恐らくまだ30歳代くらいでおばあちゃん役をやる悠木千帆(樹木希林)さんは、元気いっぱいで楽しい。ジュリーのポスターは確かにカッコいい。それはいいとして。

 まるで別の国のお話のように、今とは文化が違う。場面のみを切り取ったら、暴力おやじの話にしか見えない。毎回怒鳴るし、暴れて息子と取っ組み合いして襖や障子や、娘の雛人形まで壊す。時には妻のほっぺを引っぱたく。これ、現代のアメリカなら即!通報&逮捕される案件。日本でもDVと言われるはず。

          

 なのに私が「このお父さん駄目でしょ😠」と言いながらも観ているのは、コント仕立てだから···ではなく。本当は家族思いで優しいところもあるから···でもなくて。

どの家族も、主人公に手を焼きながらも困っている様子が無いから。頑固おやじを立てて従う場合も、必ず家族の誰かが気遣って取りなしてくれる。だから、怯えながら自分を殺して従う人がいない。

 やっぱりそこが肝心だなと思った。
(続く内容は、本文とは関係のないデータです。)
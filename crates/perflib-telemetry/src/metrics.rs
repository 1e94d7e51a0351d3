//! Prometheus metrics for guarded object queries.
//!
//! All metrics follow the naming convention: `perflib_reduction_<metric>_<unit>`
//!
//! ## Metric Types
//!
//! - **Counter**: Monotonically increasing value (e.g., objects_removed_total)
//! - **Histogram**: Distribution of values (e.g., reduction_duration_seconds)

use lazy_static::lazy_static;
use perflib_reduction::ReductionRecorder;
use prometheus::{
    exponential_buckets, Counter, CounterVec, Histogram, HistogramOpts, Opts, Registry,
};
use std::time::Duration;

use crate::TelemetryError;

lazy_static! {
    /// Registry holding the reduction metrics
    pub static ref REGISTRY: Registry = Registry::new();

    /// Guarded query invocations by outcome
    pub static ref QUERIES: CounterVec = CounterVec::new(
        Opts::new("perflib_reduction_queries_total", "Guarded object query invocations"),
        &["outcome"]  // outcome: success/failure
    ).expect("metric creation failed");

    /// Objects returned to callers
    pub static ref OBJECTS_KEPT: Counter = Counter::new(
        "perflib_reduction_objects_kept_total",
        "Objects returned by guarded queries"
    ).expect("metric creation failed");

    /// Objects removed as disallowed
    pub static ref OBJECTS_REMOVED: Counter = Counter::new(
        "perflib_reduction_objects_removed_total",
        "Objects removed because their name index is disallowed"
    ).expect("metric creation failed");

    /// Reduction duration
    pub static ref REDUCTION_DURATION: Histogram = Histogram::with_opts(
        HistogramOpts::new(
            "perflib_reduction_duration_seconds",
            "Time spent removing disallowed objects"
        ).buckets(exponential_buckets(0.000_001, 2.0, 15).expect("valid buckets"))
    ).expect("metric creation failed");
}

/// Handle returned once the metrics are registered
#[derive(Clone)]
pub struct MetricsHandle {
    registry: Registry,
}

impl MetricsHandle {
    /// Registry the reduction metrics live in
    pub fn registry(&self) -> &Registry {
        &self.registry
    }
}

/// Register all metrics with the crate registry.
pub fn register_metrics() -> Result<MetricsHandle, TelemetryError> {
    let metrics: Vec<Box<dyn prometheus::core::Collector>> = vec![
        Box::new(QUERIES.clone()),
        Box::new(OBJECTS_KEPT.clone()),
        Box::new(OBJECTS_REMOVED.clone()),
        Box::new(REDUCTION_DURATION.clone()),
    ];

    for metric in metrics {
        match REGISTRY.register(metric) {
            Ok(()) | Err(prometheus::Error::AlreadyReg) => {}
            Err(e) => return Err(TelemetryError::MetricsInit(e.to_string())),
        }
    }

    Ok(MetricsHandle {
        registry: REGISTRY.clone(),
    })
}

/// `ReductionRecorder` backed by the global Prometheus metrics
#[derive(Default, Debug, Clone, Copy)]
pub struct PrometheusRecorder;

impl PrometheusRecorder {
    pub fn new() -> Self {
        Self
    }
}

impl ReductionRecorder for PrometheusRecorder {
    fn record_query_failure(&self) {
        crate::metric_inc!(QUERIES, &["failure"]);
    }

    fn record_reduction(&self, kept: usize, removed: usize, duration: Duration) {
        crate::metric_inc!(QUERIES, &["success"]);
        OBJECTS_KEPT.inc_by(kept as f64);
        OBJECTS_REMOVED.inc_by(removed as f64);
        crate::metric_observe!(REDUCTION_DURATION, duration.as_secs_f64());
    }
}
//! Logging subscriber setup.
//!
//! Installs a global `tracing` subscriber with an `EnvFilter` and either a
//! JSON layer (containers) or a human-readable layer (development).

use tracing_subscriber::{layer::SubscriberExt, util::SubscriberInitExt, EnvFilter};

use crate::{TelemetryConfig, TelemetryError};

/// Build the level filter for `config`.
///
/// `RUST_LOG` directives win over the configured level.
pub fn env_filter(config: &TelemetryConfig) -> Result<EnvFilter, TelemetryError> {
    EnvFilter::try_from_default_env()
        .or_else(|_| EnvFilter::try_new(&config.log_level))
        .map_err(|e| TelemetryError::LoggingInit(e.to_string()))
}

/// Install the global subscriber.
///
/// Fails if a global subscriber is already set.
pub fn init_logging(config: &TelemetryConfig) -> Result<(), TelemetryError> {
    let env_filter = env_filter(config)?;

    if !config.console_output {
        tracing_subscriber::registry()
            .with(env_filter)
            .try_init()
            .map_err(|e| TelemetryError::LoggingInit(e.to_string()))?;
        return Ok(());
    }

    if config.json_logs {
        // JSON output for containers/production
        let json_layer = tracing_subscriber::fmt::layer()
            .json()
            .with_target(true)
            .with_thread_ids(true)
            .with_file(true)
            .with_line_number(true);

        tracing_subscriber::registry()
            .with(env_filter)
            .with(json_layer)
            .try_init()
            .map_err(|e| TelemetryError::LoggingInit(e.to_string()))?;
    } else {
        // Pretty output for development
        let fmt_layer = tracing_subscriber::fmt::layer()
            .with_target(true)
            .with_thread_ids(false)
            .with_file(false)
            .with_line_number(false)
            .with_ansi(true);

        tracing_subscriber::registry()
            .with(env_filter)
            .with(fmt_layer)
            .try_init()
            .map_err(|e| TelemetryError::LoggingInit(e.to_string()))?;
    }

    tracing::info!(
        service = %config.service_name,
        json_logs = config.json_logs,
        "Logging initialized"
    );

    Ok(())
}
//! # Perflib Reduction
//!
//! Object-reduction and query-guarding layer for a performance-counter
//! metrics pipeline.
//!
//! ## Architecture
//!
//! This crate follows Hexagonal Architecture (Ports & Adapters):
//!
//! - **Domain Layer** (`domain/`): Pure reduction logic, no I/O
//!   - `PerfObject`: Performance-counter object, identified by `name_index`
//!   - `remove_object`: Single membership decision
//!   - `reduce_objects` / `retain_allowed`: Stable filter over a result
//!
//! - **Ports Layer** (`ports/`): Trait definitions
//!   - `ObjectQuery`: Zero-argument query against the data source
//!
//! - **Service Layer** (`service/`): Orchestration
//!   - `GuardedQuery`: Applies the policy to a raw `ObjectQuery`
//!   - `new_reductable_query`: Closure form of the same wrapper
//!
//! - **Config** (`config`): `ReductionConfig` from env/TOML and the shared
//!   `ReductionPolicy` handle
//!
//! ## Invariants
//!
//! - Raw query failures are returned unchanged, whatever the strict flag.
//! - Reduction preserves the relative order of retained objects.
//! - An object is removed iff its `name_index` is on the disallowed list.
//! - Absent and empty disallowed lists both remove nothing.
//!
//! ## Usage Example
//!
//! ```ignore
//! use perflib_reduction::{new_reductable_query, PerfObject, QueryError};
//!
//! let raw = || -> Result<Vec<PerfObject>, QueryError> {
//!     Ok(vec![PerfObject::new("Processor", 238), PerfObject::new("System", 2)])
//! };
//!
//! let query = new_reductable_query(raw, true, Some(vec![2]));
//! assert_eq!(query()?.len(), 1);
//! ```

pub mod config;
pub mod domain;
pub mod error;
pub mod metrics;
pub mod ports;
pub mod service;

// Re-exports for convenience
pub use config::{ReductionConfig, ReductionConfigBuilder, ReductionPolicy};
pub use domain::{
    reduce_objects, remove_object, retain_allowed, NameIndexed, PerfCounterDef, PerfInstance,
    PerfObject, ReductionOutcome,
};
pub use error::{ConfigError, QueryError};
pub use metrics::{NoOpRecorder, ReductionMetrics, ReductionRecorder, ReductionSnapshot};
pub use ports::ObjectQuery;
pub use service::{new_reductable_query, GuardedQuery};
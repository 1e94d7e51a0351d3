//! Object reduction
//!
//! Removes objects whose name index is on the disallowed list. The list is
//! optional: `None` (nothing configured) and `Some(&[])` (configured, empty)
//! both remove nothing.
//!
//! ## Invariants
//!
//! - Inputs are never mutated; a new sequence is produced.
//! - Retained objects keep their relative order.
//! - An object is removed iff its name index equals an entry of the list.

use super::object::NameIndexed;

/// Kept/removed counts of a single reduction
#[derive(Clone, Copy, Debug, Default, PartialEq, Eq)]
pub struct ReductionOutcome {
    pub kept: usize,
    pub removed: usize,
}

/// Returns true if `object` must be dropped from a query result.
///
/// Linear scan; disallowed lists are small and rarely change.
pub fn remove_object<O>(object: &O, disallowed_ids: Option<&[u32]>) -> bool
where
    O: NameIndexed + ?Sized,
{
    let ids = match disallowed_ids {
        Some(ids) if !ids.is_empty() => ids,
        _ => return false,
    };

    ids.contains(&object.name_index())
}

/// Returns the objects whose name index is not disallowed, in input order.
pub fn reduce_objects<O>(objects: &[O], disallowed_ids: Option<&[u32]>) -> Vec<O>
where
    O: NameIndexed + Clone,
{
    objects
        .iter()
        .filter(|object| !remove_object(*object, disallowed_ids))
        .cloned()
        .collect()
}

/// Owning variant of [`reduce_objects`]; avoids cloning object payloads.
pub fn retain_allowed<O>(objects: Vec<O>, disallowed_ids: Option<&[u32]>) -> Vec<O>
where
    O: NameIndexed,
{
    reduce_with_outcome(objects, disallowed_ids).0
}

/// Owning reduction that also reports how many objects were dropped.
pub fn reduce_with_outcome<O>(
    objects: Vec<O>,
    disallowed_ids: Option<&[u32]>,
) -> (Vec<O>, ReductionOutcome)
where
    O: NameIndexed,
{
    let total = objects.len();
    let kept: Vec<O> = objects
        .into_iter()
        .filter(|object| {
            let remove = remove_object(object, disallowed_ids);
            if remove {
                tracing::trace!(name_index = object.name_index(), "Removing disallowed object");
            }
            !remove
        })
        .collect();

    let outcome = ReductionOutcome {
        kept: kept.len(),
        removed: total - kept.len(),
    };
    (kept, outcome)
}
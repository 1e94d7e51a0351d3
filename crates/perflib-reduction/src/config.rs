//! Reduction configuration
//!
//! The disallowed-ID list and strict flag are owned by whatever loads the
//! exporter configuration. This module reads them from the environment or
//! a TOML file and shares them with guarded queries through
//! [`ReductionPolicy`].
//!
//! # Config File Format
//!
//! ```toml
//! strict = true
//! disallowed_ids = [238, 2]
//! ```
//!
//! # Environment Variables
//!
//! | Variable | Default | Description |
//! |----------|---------|-------------|
//! | `PERFLIB_STRICT` | `true` | Apply the disallowed list to query results |
//! | `PERFLIB_DISALLOWED_IDS` | unset | Comma or whitespace separated name indices |

use parking_lot::RwLock;
use serde::{Deserialize, Serialize};
use std::env;
use std::fs;
use std::path::Path;
use std::sync::Arc;

use crate::error::ConfigError;

/// Environment variable holding the strict flag
pub const STRICT_ENV: &str = "PERFLIB_STRICT";

/// Environment variable holding the disallowed name indices
pub const DISALLOWED_IDS_ENV: &str = "PERFLIB_DISALLOWED_IDS";

/// Reduction settings for one collector.
///
/// `disallowed_ids` distinguishes "not configured" (`None`) from
/// "configured but empty" (`Some(vec![])`). Both remove nothing.
#[derive(Clone, Debug, PartialEq, Eq, Serialize, Deserialize)]
pub struct ReductionConfig {
    #[serde(default = "default_strict")]
    pub strict: bool,
    #[serde(default)]
    pub disallowed_ids: Option<Vec<u32>>,
}

fn default_strict() -> bool {
    true
}

impl Default for ReductionConfig {
    fn default() -> Self {
        Self {
            strict: default_strict(),
            disallowed_ids: None,
        }
    }
}

impl ReductionConfig {
    /// Create a configuration from explicit values
    pub fn new(strict: bool, disallowed_ids: Option<Vec<u32>>) -> Self {
        Self {
            strict,
            disallowed_ids,
        }
    }

    /// Create configuration from environment variables.
    ///
    /// Malformed values never fail: an unparsable strict flag keeps the
    /// default and unparsable IDs are skipped.
    pub fn from_env() -> Self {
        Self::from_vars(|key| env::var(key).ok())
    }

    /// Create configuration from any variable lookup.
    pub fn from_vars<F>(lookup: F) -> Self
    where
        F: Fn(&str) -> Option<String>,
    {
        let strict = match lookup(STRICT_ENV) {
            Some(raw) => parse_flag(&raw).unwrap_or_else(|| {
                tracing::warn!(value = %raw, "Ignoring malformed {}", STRICT_ENV);
                default_strict()
            }),
            None => default_strict(),
        };

        let disallowed_ids = lookup(DISALLOWED_IDS_ENV).map(|raw| parse_id_list(&raw));

        Self {
            strict,
            disallowed_ids,
        }
    }

    /// Load configuration from a TOML file.
    ///
    /// # Errors
    ///
    /// Returns error if the file cannot be read or parsed.
    pub fn load<P: AsRef<Path>>(path: P) -> Result<Self, ConfigError> {
        let content = fs::read_to_string(path.as_ref()).map_err(|e| ConfigError::Io {
            path: path.as_ref().display().to_string(),
            error: e.to_string(),
        })?;

        Self::from_toml_str(&content)
    }

    /// Parse configuration from a TOML string.
    pub fn from_toml_str(content: &str) -> Result<Self, ConfigError> {
        toml::from_str(content).map_err(|e| ConfigError::Parse(e.to_string()))
    }

    /// Disallowed IDs as a borrowed slice, if configured
    pub fn disallowed(&self) -> Option<&[u32]> {
        self.disallowed_ids.as_deref()
    }
}

/// Parse a list such as `"238, 2 4"` into name indices.
///
/// Tokens that are not `u32` are logged and skipped.
pub fn parse_id_list(raw: &str) -> Vec<u32> {
    raw.split(|c: char| c == ',' || c.is_whitespace())
        .filter(|token| !token.is_empty())
        .filter_map(|token| match token.parse::<u32>() {
            Ok(id) => Some(id),
            Err(e) => {
                tracing::warn!(token, error = %e, "Skipping malformed disallowed object id");
                None
            }
        })
        .collect()
}

fn parse_flag(raw: &str) -> Option<bool> {
    match raw.trim().to_lowercase().as_str() {
        "true" | "1" | "yes" | "on" => Some(true),
        "false" | "0" | "no" | "off" => Some(false),
        _ => None,
    }
}

/// Builder for ReductionConfig
#[derive(Default)]
pub struct ReductionConfigBuilder {
    strict: Option<bool>,
    disallowed_ids: Option<Vec<u32>>,
}

impl ReductionConfigBuilder {
    pub fn new() -> Self {
        Self::default()
    }

    /// Set the strict flag
    pub fn strict(mut self, strict: bool) -> Self {
        self.strict = Some(strict);
        self
    }

    /// Add one disallowed name index
    pub fn disallow(mut self, id: u32) -> Self {
        self.disallowed_ids.get_or_insert_with(Vec::new).push(id);
        self
    }

    /// Replace the disallowed list
    pub fn disallowed_ids(mut self, ids: Vec<u32>) -> Self {
        self.disallowed_ids = Some(ids);
        self
    }

    pub fn build(self) -> ReductionConfig {
        ReductionConfig {
            strict: self.strict.unwrap_or_else(default_strict),
            disallowed_ids: self.disallowed_ids,
        }
    }
}

/// Shared, live-updatable reduction settings.
///
/// Cloning shares the same settings. Guarded queries hold the read lock
/// while filtering, so updates made by the configuration loader wait for
/// any in-flight reduction and apply from the next query on.
#[derive(Clone, Debug, Default)]
pub struct ReductionPolicy {
    inner: Arc<RwLock<ReductionConfig>>,
}

impl ReductionPolicy {
    pub fn new(config: ReductionConfig) -> Self {
        Self {
            inner: Arc::new(RwLock::new(config)),
        }
    }

    /// Copy of the current settings
    pub fn snapshot(&self) -> ReductionConfig {
        self.inner.read().clone()
    }

    pub fn is_strict(&self) -> bool {
        self.inner.read().strict
    }

    pub fn set_strict(&self, strict: bool) {
        self.inner.write().strict = strict;
    }

    /// Replace the disallowed list; `None` means not configured.
    pub fn set_disallowed_ids(&self, ids: Option<Vec<u32>>) {
        tracing::info!(count = ids.as_ref().map(Vec::len), "Disallowed object ids updated");
        self.inner.write().disallowed_ids = ids;
    }

    pub fn clear_disallowed_ids(&self) {
        self.set_disallowed_ids(None);
    }

    /// Run `f` against the current settings under the read lock.
    pub fn with_config<R>(&self, f: impl FnOnce(&ReductionConfig) -> R) -> R {
        f(&*self.inner.read())
    }
}

impl From<ReductionConfig> for ReductionPolicy {
    fn from(config: ReductionConfig) -> Self {
        Self::new(config)
    }
}

#[cfg(test)]
mod tests {
    use super::*;
    use std::collections::HashMap;

    fn vars(pairs: &[(&str, &str)]) -> impl Fn(&str) -> Option<String> {
        let map: HashMap<String, String> = pairs
            .iter()
            .map(|(k, v)| (k.to_string(), v.to_string()))
            .collect();
        move |key| map.get(key).cloned()
    }

    #[test]
    fn test_default_config() {
        let config = ReductionConfig::default();
        assert!(config.strict);
        assert_eq!(config.disallowed_ids, None);
    }

    #[test]
    fn test_from_vars_unset() {
        let config = ReductionConfig::from_vars(vars(&[]));
        assert_eq!(config, ReductionConfig::default());
    }

    #[test]
    fn test_from_vars_empty_list_is_configured() {
        let config = ReductionConfig::from_vars(vars(&[(DISALLOWED_IDS_ENV, "")]));
        assert_eq!(config.disallowed_ids, Some(vec![]));
    }

    #[test]
    fn test_from_vars_parses_values() {
        let config = ReductionConfig::from_vars(vars(&[
            (STRICT_ENV, "false"),
            (DISALLOWED_IDS_ENV, "238, 2 4"),
        ]));
        assert!(!config.strict);
        assert_eq!(config.disallowed_ids, Some(vec![238, 2, 4]));
    }

    #[test]
    fn test_from_vars_malformed_degrades() {
        let config = ReductionConfig::from_vars(vars(&[
            (STRICT_ENV, "maybe"),
            (DISALLOWED_IDS_ENV, "12,abc,-1,99999999999,7"),
        ]));
        assert!(config.strict);
        assert_eq!(config.disallowed_ids, Some(vec![12, 7]));
    }

    #[test]
    fn test_from_toml() {
        let config = ReductionConfig::from_toml_str("strict = false\ndisallowed_ids = [238, 2]\n")
            .expect("valid toml");
        assert!(!config.strict);
        assert_eq!(config.disallowed(), Some(&[238, 2][..]));
    }

    #[test]
    fn test_from_toml_defaults() {
        let config = ReductionConfig::from_toml_str("").expect("empty toml");
        assert_eq!(config, ReductionConfig::default());
    }

    #[test]
    fn test_from_toml_rejects_bad_types() {
        let result = ReductionConfig::from_toml_str("disallowed_ids = \"238\"");
        assert!(matches!(result, Err(ConfigError::Parse(_))));
    }

    #[test]
    fn test_builder() {
        let config = ReductionConfigBuilder::new()
            .strict(false)
            .disallow(1)
            .disallow(2)
            .build();
        assert!(!config.strict);
        assert_eq!(config.disallowed_ids, Some(vec![1, 2]));

        assert_eq!(ReductionConfigBuilder::new().build(), ReductionConfig::default());
    }

    #[test]
    fn test_policy_updates_are_shared() {
        let policy = ReductionPolicy::new(ReductionConfig::default());
        let other = policy.clone();

        other.set_strict(false);
        other.set_disallowed_ids(Some(vec![9]));

        assert!(!policy.is_strict());
        assert_eq!(policy.snapshot().disallowed_ids, Some(vec![9]));

        policy.clear_disallowed_ids();
        assert_eq!(other.with_config(|c| c.disallowed_ids.clone()), None);
    }
}
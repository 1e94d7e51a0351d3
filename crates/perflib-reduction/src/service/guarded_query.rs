//! Guarded Query
//!
//! Wraps a raw [`ObjectQuery`] so that every invocation:
//!
//! 1. runs the raw query,
//! 2. returns its error unchanged if it failed (in strict and non-strict
//!    mode alike),
//! 3. otherwise removes disallowed objects when strict mode is on and
//!    returns the result.
//!
//! Non-strict mode passes successful results through untouched. The wrapper
//! keeps no state between invocations; settings are read from the shared
//! [`ReductionPolicy`] on each call.

use std::fmt;
use std::sync::Arc;
use std::time::Instant;

use crate::config::{ReductionConfig, ReductionPolicy};
use crate::domain::{reduce_with_outcome, NameIndexed, ReductionOutcome};
use crate::metrics::{NoOpRecorder, ReductionRecorder};
use crate::ports::ObjectQuery;

/// A query that applies the disallowed-object policy to its raw query.
pub struct GuardedQuery<Q> {
    inner: Q,
    policy: ReductionPolicy,
    recorder: Arc<dyn ReductionRecorder>,
}

impl<Q: ObjectQuery> GuardedQuery<Q> {
    /// Wrap `inner`, reading settings from `policy` on every call
    pub fn new(inner: Q, policy: impl Into<ReductionPolicy>) -> Self {
        Self {
            inner,
            policy: policy.into(),
            recorder: Arc::new(NoOpRecorder),
        }
    }

    /// Report invocations to `recorder`
    pub fn with_recorder(mut self, recorder: Arc<dyn ReductionRecorder>) -> Self {
        self.recorder = recorder;
        self
    }

    /// Settings handle shared with the configuration loader
    pub fn policy(&self) -> &ReductionPolicy {
        &self.policy
    }

    /// Unwrap the raw query
    pub fn into_inner(self) -> Q {
        self.inner
    }

    fn reduce(&self, objects: Vec<Q::Object>) -> (Vec<Q::Object>, ReductionOutcome) {
        self.policy.with_config(|config| {
            if config.strict {
                reduce_with_outcome(objects, config.disallowed())
            } else {
                let kept = objects.len();
                (objects, ReductionOutcome { kept, removed: 0 })
            }
        })
    }
}

impl<Q: ObjectQuery> ObjectQuery for GuardedQuery<Q> {
    type Object = Q::Object;
    type Error = Q::Error;

    fn query(&self) -> Result<Vec<Self::Object>, Self::Error> {
        let objects = match self.inner.query() {
            Ok(objects) => objects,
            Err(e) => {
                tracing::warn!(strict = self.policy.is_strict(), "Raw object query failed");
                self.recorder.record_query_failure();
                return Err(e);
            }
        };

        let start = Instant::now();
        let (objects, outcome) = self.reduce(objects);
        self.recorder
            .record_reduction(outcome.kept, outcome.removed, start.elapsed());

        tracing::debug!(
            kept = outcome.kept,
            removed = outcome.removed,
            "Object query reduced"
        );

        Ok(objects)
    }
}

impl<Q> fmt::Debug for GuardedQuery<Q> {
    fn fmt(&self, f: &mut fmt::Formatter<'_>) -> fmt::Result {
        f.debug_struct("GuardedQuery")
            .field("policy", &self.policy)
            .finish_non_exhaustive()
    }
}

/// Turn a raw query function into one that applies the reduction policy.
///
/// The returned closure has the same signature as `query` and can replace
/// it anywhere. `strict` and `disallowed_ids` are fixed at construction;
/// use [`GuardedQuery`] with a shared [`ReductionPolicy`] for live updates.
pub fn new_reductable_query<F, O, E>(
    query: F,
    strict: bool,
    disallowed_ids: Option<Vec<u32>>,
) -> impl Fn() -> Result<Vec<O>, E>
where
    F: Fn() -> Result<Vec<O>, E>,
    O: NameIndexed,
{
    let guarded = GuardedQuery::new(query, ReductionConfig::new(strict, disallowed_ids));
    move || guarded.query()
}

#[cfg(test)]
mod tests {
    use super::*;
    use crate::domain::PerfObject;
    use crate::error::QueryError;
    use crate::metrics::ReductionMetrics;

    fn objects(ids: &[u32]) -> Vec<PerfObject> {
        ids.iter()
            .map(|id| PerfObject::new(format!("object-{id}"), *id))
            .collect()
    }

    fn indices(objects: &[PerfObject]) -> Vec<u32> {
        objects.iter().map(|o| o.name_index).collect()
    }

    fn failing() -> Result<Vec<PerfObject>, QueryError> {
        Err(QueryError::Unavailable("test".to_string()))
    }

    #[test]
    fn test_error_propagates_in_both_modes() {
        for strict in [true, false] {
            let query = new_reductable_query(failing, strict, None);
            assert_eq!(
                query(),
                Err(QueryError::Unavailable("test".to_string())),
                "strict = {strict}"
            );
        }
    }

    #[test]
    fn test_error_propagates_with_disallowed_ids() {
        let query = new_reductable_query(failing, true, Some(vec![123]));
        assert!(query().is_err());
    }

    #[test]
    fn test_strict_reduce() {
        let query = new_reductable_query(|| Ok::<_, QueryError>(objects(&[123])), true, Some(vec![123]));
        assert_eq!(query().expect("query succeeds"), Vec::<PerfObject>::new());
    }

    #[test]
    fn test_strict_noop() {
        let query = new_reductable_query(|| Ok::<_, QueryError>(objects(&[123])), true, Some(vec![234]));
        assert_eq!(indices(&query().expect("query succeeds")), vec![123]);
    }

    #[test]
    fn test_strict_partial_keeps_order() {
        let query = new_reductable_query(
            || Ok::<_, QueryError>(objects(&[123, 234])),
            true,
            Some(vec![234]),
        );
        assert_eq!(indices(&query().expect("query succeeds")), vec![123]);
    }

    #[test]
    fn test_not_strict_passes_through() {
        let query = new_reductable_query(|| Ok::<_, QueryError>(objects(&[123])), false, Some(vec![123]));
        assert_eq!(indices(&query().expect("query succeeds")), vec![123]);
    }

    #[test]
    fn test_empty_result_without_list() {
        for ids in [None, Some(vec![])] {
            let query = new_reductable_query(|| Ok::<_, QueryError>(Vec::<PerfObject>::new()), true, ids);
            assert!(query().expect("query succeeds").is_empty());
        }
    }

    #[test]
    fn test_policy_updates_apply_to_next_query() {
        let policy = ReductionPolicy::new(ReductionConfig::new(true, None));
        let guarded = GuardedQuery::new(|| Ok::<_, QueryError>(objects(&[1, 2, 3])), policy.clone());

        assert_eq!(indices(&guarded.query().unwrap()), vec![1, 2, 3]);

        policy.set_disallowed_ids(Some(vec![2]));
        assert_eq!(indices(&guarded.query().unwrap()), vec![1, 3]);

        policy.set_strict(false);
        assert_eq!(indices(&guarded.query().unwrap()), vec![1, 2, 3]);
    }

    #[test]
    fn test_recorder_sees_outcomes() {
        let metrics = Arc::new(ReductionMetrics::new());
        let guarded = GuardedQuery::new(
            || Ok::<_, QueryError>(objects(&[1, 2, 3])),
            ReductionConfig::new(true, Some(vec![3])),
        )
        .with_recorder(metrics.clone());

        guarded.query().unwrap();
        guarded.query().unwrap();

        let failing_guard =
            GuardedQuery::new(failing, ReductionConfig::default()).with_recorder(metrics.clone());
        assert!(failing_guard.query().is_err());

        let snapshot = metrics.snapshot();
        assert_eq!(snapshot.queries_total, 3);
        assert_eq!(snapshot.query_failures, 1);
        assert_eq!(snapshot.objects_kept, 4);
        assert_eq!(snapshot.objects_removed, 2);
    }

    #[test]
    fn test_guarded_queries_nest() {
        let inner = GuardedQuery::new(
            || Ok::<_, QueryError>(objects(&[1, 2, 3])),
            ReductionConfig::new(true, Some(vec![1])),
        );
        let outer = GuardedQuery::new(inner, ReductionConfig::new(true, Some(vec![3])));
        assert_eq!(indices(&outer.query().unwrap()), vec![2]);
    }
}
怒鳴ったり暴れたり、あるいは嫌がらせをするのがDVではなし。暴力を使う側と使われる側に支配関係が出来上がっているのが、DVの状態。頑固親父に言いたいことを言える(あるいは他の家族が言ってくれる)のは、支配されずに自分の意思を持っていられる状態。

ということは。DVかどうかを見分けるには、暴力を使う側ではなくて家族を見るべきということかな。あのドラマは家族全員が元気😄。もし主人公に無条件に従い悩む家族がひとりでもいたら、もう私は楽しめない。

 でも最後まで見ていられると思う。主人公は大黒柱のイメージは崩さないものの、納得すれば微妙に折れる。例えば、長女が子持ちの中年男性と交際するのを、はじめは大反対して相手を追い返す。でも相手が誠実な男性だとわかると、徐々に認めていく。

私自身はこんな横暴なお父さんは嫌だ!と思うけれど、家族が元気でお父さんを慕っているなら、まあいいか。少しだけ、あの着ぐるみのように太った寺内貫太郎が、かわいく見えてきたような気も···しないでもない、かな?

 それでも、あのドラマを見ていられない人はいるかも知れない。怒鳴ってちゃぶ台をひっくり返すような父親や夫に悩んだ経験のある人は、見ない方がいい気はする。(夫と貫太郎のタイプが違い過ぎるので、私はまあ大丈夫)。現代のホームドラマでは、もう絶対にあのシチュエーションはありえない。